The French people have spoken. Emanuel Macron will be the Republic of France’s next president. Marine Le Pen’s bid to win the presidency fell well short of the expectations of her and her party. Whereas Le Pen rode a wave of Brexit and Donald Trump inspired populism, Macron’s own political position was made up of a pseudo-socialist cloak that differs little in substance from the current president’s own positions.
What does this mean for France? Macron is portrayed as a centrist and political outsider by the European media. In reality, nothing is farther from the truth. He has held government positions in the past and is an avowed globalist. His policies as president will reflect his pro-European Union slant. He will attempt to bring France closer to the EU and its sphere. At a time when other European nation-states are rethinking their relationships with the EU, expect France to go all in, for lack of a better term. France’s future economic and trade policies will fall in line with what favors the financial policies dictated in Brussels, and, to a lesser extent, Berlin. Macron will also do everything possible to throw a wrench into Brexit negotiations. He’s very much opposed to Britain’s departure from the EU and his position there will have a very negative effect on UK-French relations in the future.

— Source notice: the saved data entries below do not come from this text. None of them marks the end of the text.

//! Intake (ingreso) batches: registering incoming stock, editing it and
//! browsing the history

use chrono::{DateTime, Utc};
use serde::Serialize;
use sqlx::{FromRow, PgPool};

use crate::config::DisplayZone;
use crate::error::{AppError, AppResult};
use crate::services::audit;
use crate::services::catalog::{
    self, apply_edit_plan, describe, entry_views, find_or_create_product, load_entries,
    lock_stock, product_label, BatchEditSummary, EntryTable, EntryView, Product,
};
use shared::stock::{plan_batch_edit, plan_intake, LineEdit, StockLedger};
use shared::{
    validate_positive_quantity, CreateIngresoInput, DateRange, EditIngresoInput,
    IngresoHistoryQuery,
};

/// Intake service
#[derive(Clone)]
pub struct IngresoService {
    db: PgPool,
}

/// One registered intake line
#[derive(Debug, Clone, Serialize)]
pub struct IntakeLine {
    pub entry_id: i64,
    pub product_id: i64,
    pub name: String,
    pub brand: String,
    pub quantity: i32,
    /// Product stock after this line
    pub stock: i32,
    pub new_product: bool,
}

/// Result of registering an intake batch
#[derive(Debug, Clone, Serialize)]
pub struct IngresoCreated {
    pub batch_id: i64,
    pub items: Vec<IntakeLine>,
}

#[derive(Debug, FromRow)]
struct BatchRow {
    id: i64,
    operator: String,
    created_at: DateTime<Utc>,
}

/// Intake batch with its lines
#[derive(Debug, Clone, Serialize)]
pub struct IngresoBatch {
    pub id: i64,
    pub operator: String,
    pub created_at: DateTime<Utc>,
    pub date: String,
    pub total_units: i64,
    pub items: Vec<EntryView>,
}

fn quantity_error(line: usize, msg: &str) -> AppError {
    AppError::validation(
        format!("items[{}]", line),
        format!("Line {}: {}", line, msg),
        format!("Línea {}: la cantidad debe ser un entero válido", line),
    )
}

impl IngresoService {
    pub fn new(db: PgPool) -> Self {
        Self { db }
    }

    /// Register incoming stock. Unknown products are created on the fly.
    pub async fn create_batch(&self, user_id: i64, input: CreateIngresoInput) -> AppResult<IngresoCreated> {
        let items = input.into_items();
        if items.is_empty() {
            return Err(AppError::validation(
                "items",
                "At least one item is required",
                "Debe ingresar al menos un producto",
            ));
        }

        let mut labels = Vec::with_capacity(items.len());
        for (idx, item) in items.iter().enumerate() {
            let line = idx + 1;
            let label = product_label(line, &item.name, &item.brand)?;
            validate_positive_quantity(item.quantity).map_err(|msg| quantity_error(line, msg))?;
            labels.push(label);
        }

        let mut tx = self.db.begin().await?;

        let batch_id = sqlx::query_scalar::<_, i64>(
            "INSERT INTO ingreso_batches (user_id) VALUES ($1) RETURNING id",
        )
        .bind(user_id)
        .fetch_one(&mut *tx)
        .await?;

        let mut products: Vec<(Product, bool)> = Vec::with_capacity(labels.len());
        for (name, brand) in &labels {
            products.push(find_or_create_product(&mut tx, name, brand).await?);
        }

        let ids: Vec<i64> = products.iter().map(|(p, _)| p.id).collect();
        let mut ledger = StockLedger::new();
        lock_stock(&mut tx, &mut ledger, &ids).await?;

        let mut lines = Vec::with_capacity(items.len());
        for (idx, (item, (product, created))) in items.iter().zip(products).enumerate() {
            let stock = plan_intake(&mut ledger, idx + 1, product.id, item.quantity)?;

            let entry_id = sqlx::query_scalar::<_, i64>(
                r#"
                INSERT INTO inventory_entries (ingreso_id, product_id, quantity)
                VALUES ($1, $2, $3)
                RETURNING id
                "#,
            )
            .bind(batch_id)
            .bind(product.id)
            .bind(item.quantity)
            .fetch_one(&mut *tx)
            .await?;

            audit::record(
                &mut tx,
                user_id,
                "ingreso_producto",
                "inventory_entries",
                entry_id,
                format!("Ingreso {}: {} x{}", batch_id, describe(&product), item.quantity),
            )
            .await?;

            lines.push(IntakeLine {
                entry_id,
                product_id: product.id,
                name: product.name,
                brand: product.brand,
                quantity: item.quantity,
                stock,
                new_product: created,
            });
        }

        catalog::write_stock(&mut tx, &ledger.changes()).await?;

        audit::record(
            &mut tx,
            user_id,
            "create_ingreso_batch",
            "ingreso_batches",
            batch_id,
            format!("Ingreso {} con {} productos", batch_id, lines.len()),
        )
        .await?;

        tx.commit().await?;

        tracing::info!(batch_id, items = lines.len(), "Ingreso batch registered");
        Ok(IngresoCreated { batch_id, items: lines })
    }

    /// One batch with its lines
    pub async fn get_batch(&self, batch_id: i64, zone: DisplayZone) -> AppResult<IngresoBatch> {
        let row = sqlx::query_as::<_, BatchRow>(
            r#"
            SELECT b.id, u.username AS operator, b.created_at
            FROM ingreso_batches b
            JOIN users u ON u.id = b.user_id
            WHERE b.id = $1
            "#,
        )
        .bind(batch_id)
        .fetch_optional(&self.db)
        .await?
        .ok_or_else(|| AppError::NotFound("Ingreso".to_string()))?;

        let mut batches = self.attach_entries(vec![row], zone).await?;
        batches
            .pop()
            .ok_or_else(|| AppError::NotFound("Ingreso".to_string()))
    }

    /// Rewrite a batch's lines and reconcile stock
    pub async fn edit_batch(
        &self,
        user_id: i64,
        batch_id: i64,
        input: EditIngresoInput,
    ) -> AppResult<BatchEditSummary> {
        if input.items.is_empty() {
            return Err(AppError::validation(
                "items",
                "At least one item is required",
                "Debe haber al menos un producto",
            ));
        }

        let mut labels = Vec::with_capacity(input.items.len());
        for (idx, item) in input.items.iter().enumerate() {
            let line = idx + 1;
            let label = product_label(line, &item.name, &item.brand)?;
            let quantity = item.edit_quantity().map_err(|msg| quantity_error(line, msg))?;
            labels.push((label, quantity));
        }

        let mut tx = self.db.begin().await?;

        let found = sqlx::query_scalar::<_, i64>("SELECT id FROM ingreso_batches WHERE id = $1 FOR UPDATE")
            .bind(batch_id)
            .fetch_optional(&mut *tx)
            .await?;
        if found.is_none() {
            return Err(AppError::NotFound("Ingreso".to_string()));
        }

        let existing = load_entries(&mut tx, EntryTable::Inventory, batch_id).await?;

        let mut edits = Vec::with_capacity(labels.len());
        for (item, ((name, brand), quantity)) in input.items.iter().zip(&labels) {
            let (product, _) = find_or_create_product(&mut tx, name, brand).await?;
            edits.push(LineEdit {
                entry_id: item.entry_id,
                product_id: product.id,
                quantity: *quantity,
            });
        }

        let ids: Vec<i64> = edits
            .iter()
            .map(|e| e.product_id)
            .chain(existing.iter().map(|e| e.product_id))
            .collect();
        let mut ledger = StockLedger::new();
        lock_stock(&mut tx, &mut ledger, &ids).await?;

        let plan = plan_batch_edit(EntryTable::Inventory.movement(), &mut ledger, &existing, &edits)?;
        apply_edit_plan(&mut tx, EntryTable::Inventory, batch_id, &plan).await?;

        let summary = BatchEditSummary::new(batch_id, &plan);
        audit::record(
            &mut tx,
            user_id,
            "edit_ingreso_batch",
            "ingreso_batches",
            batch_id,
            format!(
                "Editado ingreso {}: {} actualizados, {} nuevos, {} eliminados",
                batch_id, summary.updated, summary.inserted, summary.deleted
            ),
        )
        .await?;

        tx.commit().await?;

        tracing::info!(batch_id, items = edits.len(), "Ingreso batch edited");
        Ok(summary)
    }

    /// Intake history, newest first, optionally bounded by inclusive days
    pub async fn history(&self, query: &IngresoHistoryQuery, zone: DisplayZone) -> AppResult<Vec<IngresoBatch>> {
        let range = DateRange::parse(query.start.as_deref(), query.end.as_deref());
        let (start, end) = zone.bounds(&range);

        let rows = sqlx::query_as::<_, BatchRow>(
            r#"
            SELECT b.id, u.username AS operator, b.created_at
            FROM ingreso_batches b
            JOIN users u ON u.id = b.user_id
            WHERE ($1::timestamptz IS NULL OR b.created_at >= $1)
              AND ($2::timestamptz IS NULL OR b.created_at < $2)
            ORDER BY b.created_at DESC, b.id DESC
            "#,
        )
        .bind(start)
        .bind(end)
        .fetch_all(&self.db)
        .await?;

        self.attach_entries(rows, zone).await
    }

    async fn attach_entries(&self, rows: Vec<BatchRow>, zone: DisplayZone) -> AppResult<Vec<IngresoBatch>> {
        let ids: Vec<i64> = rows.iter().map(|r| r.id).collect();
        let mut conn = self.db.acquire().await?;
        let mut entries = entry_views(&mut conn, EntryTable::Inventory, &ids).await?;

        Ok(rows
            .into_iter()
            .map(|row| {
                let items = entries.remove(&row.id).unwrap_or_default();
                IngresoBatch {
                    id: row.id,
                    operator: row.operator,
                    date: zone.format(row.created_at),
                    created_at: row.created_at,
                    total_units: items.iter().map(|i| i64::from(i.quantity)).sum(),
                    items,
                }
            })
            .collect())
    }
}
//! Health check handlers

use axum::{extract::State, Json};
use serde::Serialize;

use crate::AppState;

#[derive(Serialize)]
pub struct HealthResponse {
    pub status: String,
    pub version: String,
    pub database: String,
    pub uploads: String,
}

/// Health check endpoint handler
pub async fn health_check(State(state): State<AppState>) -> Json<HealthResponse> {
    let db_status = match sqlx::query("SELECT 1").execute(&state.db).await {
        Ok(_) => "connected",
        Err(_) => "disconnected",
    };

    let uploads_status = match tokio::fs::metadata(&state.config.uploads.dir).await {
        Ok(meta) if meta.is_dir() => "available",
        _ => "missing",
    };

    Json(HealthResponse {
        status: "healthy".to_string(),
        version: env!("CARGO_PKG_VERSION").to_string(),
        database: db_status.to_string(),
        uploads: uploads_status.to_string(),
    })
}
//! Request middleware

pub mod auth;

pub use auth::{auth_middleware, AdminUser, AuthUser, CurrentUser};
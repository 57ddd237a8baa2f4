//! Route definitions for the Warehouse Management Platform

use axum::{
    extract::DefaultBodyLimit,
    middleware,
    routing::{delete, get, post, put},
    Router,
};

use crate::{handlers, middleware::auth_middleware, AppState};

/// Room for multipart boundaries and the text fields around the photo
const MULTIPART_OVERHEAD: usize = 64 * 1024;

/// Create API routes
pub fn api_routes(state: AppState) -> Router<AppState> {
    let upload_limit = state.config.uploads.max_bytes + MULTIPART_OVERHEAD;

    let protected = Router::new()
        .route("/auth/logout", post(handlers::logout))
        .nest("/users", user_routes())
        .nest("/profile", profile_routes())
        .route("/inventory", get(handlers::list_inventory))
        .nest("/products", product_routes())
        .nest("/ingresos", ingreso_routes())
        .nest("/dispatches", dispatch_routes(upload_limit))
        .nest("/orders", order_routes())
        .route("/dashboard", get(handlers::get_dashboard))
        .route("/logs", get(handlers::list_logs))
        .route("/logs/export", get(handlers::export_logs))
        .route_layer(middleware::from_fn_with_state(state, auth_middleware));

    Router::new()
        // Health check (public)
        .route("/health", get(handlers::health_check))
        // First-run setup (public, refuses once a user exists)
        .route("/setup", post(handlers::setup))
        .route("/setup/status", get(handlers::setup_status))
        // Auth routes (public)
        .route("/auth/login", post(handlers::login))
        .route("/auth/refresh", post(handlers::refresh))
        .merge(protected)
}

/// User administration (admin only)
fn user_routes() -> Router<AppState> {
    Router::new()
        .route("/", get(handlers::list_users).post(handlers::create_user))
        .route(
            "/:user_id",
            put(handlers::update_user).delete(handlers::delete_user),
        )
        .route("/:user_id/reset-password", post(handlers::reset_password))
}

/// The caller's own account
fn profile_routes() -> Router<AppState> {
    Router::new()
        .route("/", get(handlers::get_profile).put(handlers::update_profile))
        .route("/password", post(handlers::change_password))
        .route("/theme", post(handlers::set_theme))
}

/// Product maintenance
fn product_routes() -> Router<AppState> {
    Router::new()
        .route("/suggest", get(handlers::suggest_products))
        .route("/merge", post(handlers::merge_products))
        .route(
            "/:product_id",
            put(handlers::update_product).delete(handlers::delete_product),
        )
        .route("/:product_id/usage", get(handlers::product_usage))
        .route("/:product_id/references", get(handlers::product_references))
        .route(
            "/:product_id/references/delete",
            post(handlers::delete_product_references),
        )
}

/// Intake batches
fn ingreso_routes() -> Router<AppState> {
    Router::new()
        .route("/", get(handlers::list_ingresos).post(handlers::create_ingreso))
        .route(
            "/:batch_id",
            get(handlers::get_ingreso).put(handlers::edit_ingreso),
        )
}

/// Dispatch batches, photos and reports
fn dispatch_routes(upload_limit: usize) -> Router<AppState> {
    Router::new()
        .route(
            "/",
            get(handlers::list_dispatches).post(handlers::create_dispatch),
        )
        .route(
            "/:batch_id",
            get(handlers::get_dispatch).put(handlers::edit_dispatch),
        )
        .route(
            "/:batch_id/photos",
            get(handlers::list_photos)
                .post(handlers::upload_photo)
                .layer(DefaultBodyLimit::max(upload_limit)),
        )
        .route(
            "/:batch_id/photos/:photo_id",
            delete(handlers::delete_photo),
        )
        .route("/:batch_id/pdf", get(handlers::dispatch_pdf))
}

/// Purchase orders
fn order_routes() -> Router<AppState> {
    Router::new()
        .route("/", get(handlers::list_orders).post(handlers::create_order))
        .route("/by-number/:number", get(handlers::get_order_by_number))
        .route(
            "/:order_id",
            get(handlers::get_order)
                .put(handlers::edit_order)
                .delete(handlers::delete_order),
        )
        .route("/:order_id/pdf", get(handlers::order_pdf))
}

In the security and refugee realm, France will attempt to reach a compromise of sorts between continuing to accept large numbers of refugees and strengthening the borders of France. Francois Hollande made a similar attempt and it ended in near disaster for the Republic. France became no more secure and ISIS-inspired attackers were emboldened by the lack of effective defenses put up by the French government. The string of attacks across France in recent years contributed greatly to Hollande’s plummeting popularity. Marcon needs to accept and understand that his own political fortunes are inextricably tied to his ability to combat terrorism in France.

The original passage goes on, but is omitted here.